(Saved data entries)
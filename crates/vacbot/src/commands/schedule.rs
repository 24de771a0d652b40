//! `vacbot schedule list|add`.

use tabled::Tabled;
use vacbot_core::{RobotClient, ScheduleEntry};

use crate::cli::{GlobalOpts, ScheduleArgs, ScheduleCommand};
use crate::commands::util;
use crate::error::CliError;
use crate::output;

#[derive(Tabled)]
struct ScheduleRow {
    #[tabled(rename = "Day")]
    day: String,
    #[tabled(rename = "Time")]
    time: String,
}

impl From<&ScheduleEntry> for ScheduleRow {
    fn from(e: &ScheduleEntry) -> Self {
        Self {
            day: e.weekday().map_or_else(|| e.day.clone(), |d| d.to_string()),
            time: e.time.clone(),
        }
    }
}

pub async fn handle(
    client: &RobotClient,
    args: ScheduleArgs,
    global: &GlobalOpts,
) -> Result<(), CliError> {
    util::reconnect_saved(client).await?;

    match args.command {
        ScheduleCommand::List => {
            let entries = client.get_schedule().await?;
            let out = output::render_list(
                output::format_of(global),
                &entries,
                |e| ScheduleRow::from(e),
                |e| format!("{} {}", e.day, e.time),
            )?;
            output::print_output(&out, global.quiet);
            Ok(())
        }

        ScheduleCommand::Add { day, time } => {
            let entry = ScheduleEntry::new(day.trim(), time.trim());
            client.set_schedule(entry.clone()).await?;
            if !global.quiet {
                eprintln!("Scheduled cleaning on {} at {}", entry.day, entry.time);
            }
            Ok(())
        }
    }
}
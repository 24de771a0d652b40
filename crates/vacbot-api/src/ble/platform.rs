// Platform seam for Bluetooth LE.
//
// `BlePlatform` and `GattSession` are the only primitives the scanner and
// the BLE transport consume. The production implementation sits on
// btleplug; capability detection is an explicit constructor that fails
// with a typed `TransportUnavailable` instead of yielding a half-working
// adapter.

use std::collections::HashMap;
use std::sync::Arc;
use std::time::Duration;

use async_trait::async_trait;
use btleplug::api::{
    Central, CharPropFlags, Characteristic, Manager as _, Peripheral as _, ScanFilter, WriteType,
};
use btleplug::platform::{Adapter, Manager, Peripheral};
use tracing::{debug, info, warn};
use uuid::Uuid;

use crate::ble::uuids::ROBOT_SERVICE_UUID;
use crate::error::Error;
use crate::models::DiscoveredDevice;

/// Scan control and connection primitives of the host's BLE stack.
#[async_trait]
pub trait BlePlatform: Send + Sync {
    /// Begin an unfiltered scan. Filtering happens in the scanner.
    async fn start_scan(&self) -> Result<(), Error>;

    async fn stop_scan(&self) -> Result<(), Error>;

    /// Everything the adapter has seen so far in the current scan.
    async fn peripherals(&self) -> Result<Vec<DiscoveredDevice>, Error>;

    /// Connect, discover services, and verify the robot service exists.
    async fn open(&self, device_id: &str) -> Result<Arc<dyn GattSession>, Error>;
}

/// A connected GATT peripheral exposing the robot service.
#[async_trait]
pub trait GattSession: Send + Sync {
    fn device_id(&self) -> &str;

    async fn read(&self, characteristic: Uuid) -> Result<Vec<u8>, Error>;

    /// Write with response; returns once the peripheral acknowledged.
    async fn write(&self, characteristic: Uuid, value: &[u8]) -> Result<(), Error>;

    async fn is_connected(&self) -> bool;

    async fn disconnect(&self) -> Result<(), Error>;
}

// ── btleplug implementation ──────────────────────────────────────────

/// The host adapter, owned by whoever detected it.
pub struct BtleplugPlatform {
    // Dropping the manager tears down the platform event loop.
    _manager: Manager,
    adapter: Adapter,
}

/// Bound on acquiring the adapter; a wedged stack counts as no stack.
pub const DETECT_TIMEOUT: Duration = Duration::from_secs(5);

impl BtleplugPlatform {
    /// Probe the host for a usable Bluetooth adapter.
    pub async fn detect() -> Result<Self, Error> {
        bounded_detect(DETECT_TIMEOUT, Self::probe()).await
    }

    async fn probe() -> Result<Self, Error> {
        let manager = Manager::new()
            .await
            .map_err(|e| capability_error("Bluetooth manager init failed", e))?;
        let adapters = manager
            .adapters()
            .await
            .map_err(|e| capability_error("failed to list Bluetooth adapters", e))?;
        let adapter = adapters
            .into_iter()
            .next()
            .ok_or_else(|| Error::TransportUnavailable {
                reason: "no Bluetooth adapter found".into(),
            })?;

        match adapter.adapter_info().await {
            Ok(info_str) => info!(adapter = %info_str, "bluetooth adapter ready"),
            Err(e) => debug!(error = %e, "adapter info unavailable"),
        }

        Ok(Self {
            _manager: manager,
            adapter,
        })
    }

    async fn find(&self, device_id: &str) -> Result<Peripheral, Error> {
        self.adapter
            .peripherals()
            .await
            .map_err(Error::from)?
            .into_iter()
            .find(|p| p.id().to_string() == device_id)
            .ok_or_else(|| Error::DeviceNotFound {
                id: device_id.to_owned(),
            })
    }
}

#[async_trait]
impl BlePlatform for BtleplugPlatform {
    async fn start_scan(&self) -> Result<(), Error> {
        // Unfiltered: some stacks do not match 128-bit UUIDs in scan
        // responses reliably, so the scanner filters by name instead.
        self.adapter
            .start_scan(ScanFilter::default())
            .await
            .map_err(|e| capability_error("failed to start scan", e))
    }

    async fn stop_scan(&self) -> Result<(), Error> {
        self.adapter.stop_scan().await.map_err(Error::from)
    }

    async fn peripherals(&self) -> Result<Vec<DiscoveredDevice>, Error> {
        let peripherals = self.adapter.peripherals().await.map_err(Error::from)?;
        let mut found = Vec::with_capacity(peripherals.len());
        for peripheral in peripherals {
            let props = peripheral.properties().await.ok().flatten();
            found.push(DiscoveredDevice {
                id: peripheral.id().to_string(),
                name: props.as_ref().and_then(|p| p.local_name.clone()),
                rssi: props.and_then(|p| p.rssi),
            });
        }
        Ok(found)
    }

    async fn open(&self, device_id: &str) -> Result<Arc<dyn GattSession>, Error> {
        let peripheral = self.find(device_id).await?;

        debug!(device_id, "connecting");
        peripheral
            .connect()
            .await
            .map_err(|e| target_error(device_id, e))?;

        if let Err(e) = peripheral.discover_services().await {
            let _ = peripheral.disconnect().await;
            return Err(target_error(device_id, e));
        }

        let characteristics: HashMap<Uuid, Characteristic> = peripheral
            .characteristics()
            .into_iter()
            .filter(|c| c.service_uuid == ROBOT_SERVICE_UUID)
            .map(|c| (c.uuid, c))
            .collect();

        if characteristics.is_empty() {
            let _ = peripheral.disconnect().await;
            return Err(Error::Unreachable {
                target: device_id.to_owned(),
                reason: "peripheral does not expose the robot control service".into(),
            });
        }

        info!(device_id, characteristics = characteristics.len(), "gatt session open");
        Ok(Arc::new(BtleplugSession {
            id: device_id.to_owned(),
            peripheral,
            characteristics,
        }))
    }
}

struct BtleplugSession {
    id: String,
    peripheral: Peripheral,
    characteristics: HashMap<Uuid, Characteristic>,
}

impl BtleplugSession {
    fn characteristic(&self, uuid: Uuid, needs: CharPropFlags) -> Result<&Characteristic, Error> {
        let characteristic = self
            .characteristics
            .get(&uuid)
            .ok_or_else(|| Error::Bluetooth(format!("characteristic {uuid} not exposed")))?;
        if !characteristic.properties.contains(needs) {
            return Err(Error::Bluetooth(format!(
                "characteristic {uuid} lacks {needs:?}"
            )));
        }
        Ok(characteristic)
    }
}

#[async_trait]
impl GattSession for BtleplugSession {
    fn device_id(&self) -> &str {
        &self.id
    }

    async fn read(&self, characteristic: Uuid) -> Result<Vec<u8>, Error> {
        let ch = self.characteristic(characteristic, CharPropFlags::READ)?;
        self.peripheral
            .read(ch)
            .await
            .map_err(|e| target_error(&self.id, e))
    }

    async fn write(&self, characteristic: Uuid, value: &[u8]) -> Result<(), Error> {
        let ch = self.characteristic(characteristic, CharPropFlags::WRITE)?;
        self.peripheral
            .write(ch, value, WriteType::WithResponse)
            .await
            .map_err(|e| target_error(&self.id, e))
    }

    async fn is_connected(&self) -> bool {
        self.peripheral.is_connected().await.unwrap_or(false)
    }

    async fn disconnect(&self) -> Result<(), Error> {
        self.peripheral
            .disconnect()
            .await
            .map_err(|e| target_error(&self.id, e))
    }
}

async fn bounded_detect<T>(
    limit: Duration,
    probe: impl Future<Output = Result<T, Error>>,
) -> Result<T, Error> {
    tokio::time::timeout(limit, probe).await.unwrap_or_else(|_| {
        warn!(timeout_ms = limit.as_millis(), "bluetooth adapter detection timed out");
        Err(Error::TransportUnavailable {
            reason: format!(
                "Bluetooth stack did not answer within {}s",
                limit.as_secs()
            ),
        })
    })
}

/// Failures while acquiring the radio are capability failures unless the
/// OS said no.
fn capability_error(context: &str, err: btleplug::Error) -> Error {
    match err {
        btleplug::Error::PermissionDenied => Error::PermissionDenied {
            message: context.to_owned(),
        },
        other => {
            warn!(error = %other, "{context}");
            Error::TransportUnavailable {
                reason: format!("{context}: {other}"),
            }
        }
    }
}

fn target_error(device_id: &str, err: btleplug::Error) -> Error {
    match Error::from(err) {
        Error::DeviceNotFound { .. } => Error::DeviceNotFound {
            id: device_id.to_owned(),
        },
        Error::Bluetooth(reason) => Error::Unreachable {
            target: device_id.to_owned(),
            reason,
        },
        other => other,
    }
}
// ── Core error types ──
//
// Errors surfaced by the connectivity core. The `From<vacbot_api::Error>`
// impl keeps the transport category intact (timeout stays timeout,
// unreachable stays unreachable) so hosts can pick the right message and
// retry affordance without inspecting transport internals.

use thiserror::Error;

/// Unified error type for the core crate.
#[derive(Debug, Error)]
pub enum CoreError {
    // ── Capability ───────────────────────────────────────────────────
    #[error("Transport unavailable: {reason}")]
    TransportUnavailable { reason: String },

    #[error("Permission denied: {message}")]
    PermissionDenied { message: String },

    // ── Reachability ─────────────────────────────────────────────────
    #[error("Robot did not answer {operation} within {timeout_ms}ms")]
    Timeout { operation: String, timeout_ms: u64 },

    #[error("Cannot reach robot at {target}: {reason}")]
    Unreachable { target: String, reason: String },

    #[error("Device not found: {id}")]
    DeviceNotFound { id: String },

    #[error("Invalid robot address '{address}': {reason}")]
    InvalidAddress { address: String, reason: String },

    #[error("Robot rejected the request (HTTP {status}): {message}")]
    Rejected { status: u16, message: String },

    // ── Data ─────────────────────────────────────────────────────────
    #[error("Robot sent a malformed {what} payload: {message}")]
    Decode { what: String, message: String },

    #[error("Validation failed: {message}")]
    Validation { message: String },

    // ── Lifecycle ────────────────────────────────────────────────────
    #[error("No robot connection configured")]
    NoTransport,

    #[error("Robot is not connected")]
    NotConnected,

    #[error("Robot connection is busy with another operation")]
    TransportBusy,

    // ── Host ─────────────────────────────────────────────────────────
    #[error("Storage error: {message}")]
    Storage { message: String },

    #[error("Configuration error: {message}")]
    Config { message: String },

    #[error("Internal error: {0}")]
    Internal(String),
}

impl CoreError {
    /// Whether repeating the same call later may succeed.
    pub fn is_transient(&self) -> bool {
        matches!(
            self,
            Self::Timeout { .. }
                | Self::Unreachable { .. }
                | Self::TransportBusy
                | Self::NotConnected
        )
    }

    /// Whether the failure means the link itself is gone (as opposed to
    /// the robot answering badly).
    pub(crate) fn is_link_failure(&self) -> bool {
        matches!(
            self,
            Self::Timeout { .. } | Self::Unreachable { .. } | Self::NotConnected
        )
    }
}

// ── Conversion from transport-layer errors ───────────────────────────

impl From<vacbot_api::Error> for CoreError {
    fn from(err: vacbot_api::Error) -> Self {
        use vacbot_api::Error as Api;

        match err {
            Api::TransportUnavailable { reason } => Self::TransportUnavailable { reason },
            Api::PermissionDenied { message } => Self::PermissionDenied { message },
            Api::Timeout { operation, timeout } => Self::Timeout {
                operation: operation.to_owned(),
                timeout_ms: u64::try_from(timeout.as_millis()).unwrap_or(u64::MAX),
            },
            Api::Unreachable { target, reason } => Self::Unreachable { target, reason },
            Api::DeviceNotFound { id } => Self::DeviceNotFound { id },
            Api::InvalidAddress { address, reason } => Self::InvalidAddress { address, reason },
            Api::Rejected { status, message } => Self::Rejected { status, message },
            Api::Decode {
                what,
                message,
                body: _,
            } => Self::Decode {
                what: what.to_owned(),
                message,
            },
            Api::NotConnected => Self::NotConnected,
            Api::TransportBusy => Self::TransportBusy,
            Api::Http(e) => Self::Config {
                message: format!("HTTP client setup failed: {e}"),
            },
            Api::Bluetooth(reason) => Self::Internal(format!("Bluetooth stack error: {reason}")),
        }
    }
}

Work required –
Within the records above, find every line containing "warn" and report only how many there are.

Exercise response –
3